El Consejo de Cuentas constata el abuso de las subvenciones 'a dedo' en Castilla y León

Jesús Encabo, la pasada semana, en un acto en Segovia./A. de Torre
Jesús Encabo, la pasada semana, en un acto en Segovia. / A. de Torre

Una fiscalización apunta que consejerías y entes públicos de la Junta de Castilla y León no justifican el uso de este sistema de concesión directa, «excepcional» por ley, frente al de concurrencia competitiva

S. ESCRIBANO

El Consejo de Cuentas ha fiscalizado las subvenciones que concedieron las consejerías de la Junta y los entes públicos que de ellas dependen durante el año 2015 a entidades sin ánimo de lucro y ha constatado que «el elevado porcentaje de subvenciones directas concedidas» (sin competencia, ‘a dedo’) convierte este sistema que por ley debe ser excepcional en habitual.

Es una de las conclusiones que recoge el informe del organismo encargado del vigilar el correcto empleo del dinero público y la limpieza de las contrataciones de la Administración en Castilla y León. El trabajo de fiscalización (171 páginas) fue registrado ayer en las Cortes.

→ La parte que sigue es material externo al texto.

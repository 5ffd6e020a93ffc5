use std::fmt;
use std::io;
use std::path::{Path, PathBuf};
use std::sync::atomic::{AtomicU64, Ordering};

use chrono::{DateTime, Utc};
use serde::{Deserialize, Serialize};
use sha2::{Digest, Sha256};
use tokio::fs;
use tracing::debug;

use crate::credentials::{Credentials, SessionCredentials, needs_refresh};

// Distinguishes temp files written by concurrent tasks in one process.
static TMP_SEQ: AtomicU64 = AtomicU64::new(0);

/// Deterministic fingerprint of the parameters a session was derived from.
///
/// Built by hashing a canonical JSON rendering of the source type and its
/// parameters, so equal parameters always map to the same cache file and
/// any parameter change maps to a different one.
#[derive(Debug, Clone, PartialEq, Eq, Hash)]
pub struct CacheKey(String);

impl CacheKey {
    pub fn from_payload(payload: &serde_json::Value) -> Self {
        // serde_json serializes object keys in sorted order, which makes
        // the rendering canonical without extra work.
        let mut hasher = Sha256::new();
        hasher.update(payload.to_string().as_bytes());
        Self(hex::encode(hasher.finalize()))
    }

    pub fn as_str(&self) -> &str {
        &self.0
    }
}

impl fmt::Display for CacheKey {
    fn fmt(&self, f: &mut fmt::Formatter<'_>) -> fmt::Result {
        f.write_str(&self.0)
    }
}

/// One persisted session: the fingerprint it was stored under, the
/// credentials and their expiration.
#[derive(Debug, Clone, PartialEq, Serialize, Deserialize)]
pub struct CacheEntry {
    #[serde(rename = "Fingerprint")]
    pub fingerprint: String,
    #[serde(rename = "Credentials")]
    pub credentials: Credentials,
    #[serde(rename = "Expiration")]
    pub expiration: DateTime<Utc>,
}

impl CacheEntry {
    pub fn new(key: &CacheKey, session: &SessionCredentials) -> Self {
        Self {
            fingerprint: key.as_str().to_string(),
            credentials: session.credentials.clone(),
            expiration: session.expiration,
        }
    }

    pub fn session(&self) -> SessionCredentials {
        SessionCredentials {
            credentials: self.credentials.clone(),
            expiration: self.expiration,
        }
    }

    /// Entries at or inside the refresh margin are not worth reusing.
    pub fn is_expired(&self, now: DateTime<Utc>) -> bool {
        needs_refresh(self.expiration, now)
    }
}

/// On-disk cache of session credentials, one JSON file per fingerprint.
///
/// Reads never fail the resolution: anything missing, malformed or stored
/// under the wrong fingerprint is a miss. Writes go through a temp file
/// and a rename so concurrent processes always observe complete entries.
#[derive(Debug, Clone)]
pub struct FileCache {
    root: PathBuf,
}

impl FileCache {
    pub fn new(root: PathBuf) -> Self {
        Self { root }
    }

    pub fn root(&self) -> &Path {
        &self.root
    }

    fn entry_path(&self, key: &CacheKey) -> PathBuf {
        self.root.join(format!("{key}.json"))
    }

    pub async fn get(&self, key: &CacheKey) -> Option<CacheEntry> {
        let path = self.entry_path(key);
        let raw = fs::read_to_string(&path).await.ok()?;

        let entry: CacheEntry = match serde_json::from_str(&raw) {
            Ok(entry) => entry,
            Err(err) => {
                debug!("Ignoring malformed cache entry {}: {}", path.display(), err);
                return None;
            }
        };

        if entry.fingerprint != key.as_str() {
            debug!(
                "Fingerprint mismatch in {}, treating as a miss",
                path.display()
            );
            return None;
        }

        Some(entry)
    }

    pub async fn put(&self, key: &CacheKey, entry: &CacheEntry) -> io::Result<()> {
        fs::create_dir_all(&self.root).await?;

        let body = serde_json::to_vec_pretty(entry)?;
        let tmp = self.root.join(format!(
            "{}.json.{}.{}.tmp",
            key,
            std::process::id(),
            TMP_SEQ.fetch_add(1, Ordering::Relaxed)
        ));
        fs::write(&tmp, &body).await?;

        // Credential material is only for the owning user.
        #[cfg(unix)]
        {
            use std::os::unix::fs::PermissionsExt;
            fs::set_permissions(&tmp, std::fs::Permissions::from_mode(0o600)).await?;
        }

        fs::rename(&tmp, self.entry_path(key)).await
    }

    /// Remove every cached entry, returning how many were deleted.
    pub async fn clear(&self) -> io::Result<usize> {
        let mut entries = match fs::read_dir(&self.root).await {
            Ok(entries) => entries,
            Err(err) if err.kind() == io::ErrorKind::NotFound => return Ok(0),
            Err(err) => return Err(err),
        };

        let mut removed = 0;
        while let Some(entry) = entries.next_entry().await? {
            let path = entry.path();
            if path.extension().is_some_and(|ext| ext == "json") {
                fs::remove_file(&path).await?;
                removed += 1;
            }
        }
        Ok(removed)
    }
}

En opinión de los responsables del Consejo de Cuentas, además, ese uso excesivo de la concesión de subvenciones directas «no siempre va acompañado de la debida motivación que justifique la imposibilidad de promover (el reparto de esos apoyos) por concurrencia competitiva». Este último es el sistema que la normativa considera ordinario, el que debe emplearse con carácter general. Hay una partida económica para repartir y ese reparto se efectúa, entre las solicitudes que cumplen todos los requisitos, en función de unos criterios de preferencia que se dan a conocer con antelación. Hay competencia.

Los datos facilitados por la Junta arrojan un gasto en 2015 de 89,10 millones de euros, montante que ha tenido como principales destinatarios (por la cuantía) a la patronal autonómica Cecale y a los sindicatos CC OO y UGT. Recibieron en 2015 subvenciones que suman 27,32 millones de euros. El informe refleja que entre las ayudas para acciones similares que ingresaron estas organizaciones, por ejemplo la orientación laboral, «conviven subvenciones directas y en concurrencia competitiva, lo que evidencia la indebida utilización del procedimiento excepcional».

Los defectos más comunes que arroja el minucioso cotejo de estas líneas de subvención es la «insuficiente motivación del procedimiento de concesión directa y la deficiente definición de la actividad que se subvenciona», seguido de la aplicación de «criterios de selección discriminatorios». El informe detecta la confusión en el uso de la financiación mediante subvención cuando debería emplearse un contrato administrativo «por la existencia de contraprestación».

Una de las recomendaciones del informe plantea a las consejerías de Empleo, Economía y Hacienda, a la Gerencia de Servicios Sociales y al Ecyl que en subvenciones asignadas de forma directa a los agentes sociales cambien al sistema de concurrencia competitiva, «dando entrada al resto de posibles beneficiarios que puedan estar interesados en el acceso a los diferentes objetos de subvención financiados», algo que ahora no sucede al usar el sistema de otorgación directa.

Junto a los sindicatos y empresarios, entre los beneficiarios de estas subvenciones destacan las federaciones y clubes deportivos, organizaciones como Cruz Roja, el Secretariado Gitano, Predif, o agrupaciones del ámbito del autismo, el síndrome de down, alzheímer, parkinson o la violencia de género; asociaciones de agricultores y ganaderos, las casas de Castilla y León en el exterior, las Ampas o las propias universidades para impulsar la Red de Transferencia de Conocimiento.

El Consejo de Cuentas recomienda a los responsables de la Junta que limiten el uso de las subvenciones directas y que «definan con claridad y concreción el objeto» de estos apoyos. Esto último es clave para facilitar la justificación posterior del empleo de los fondos y hacer un seguimiento de los objetivos previstos.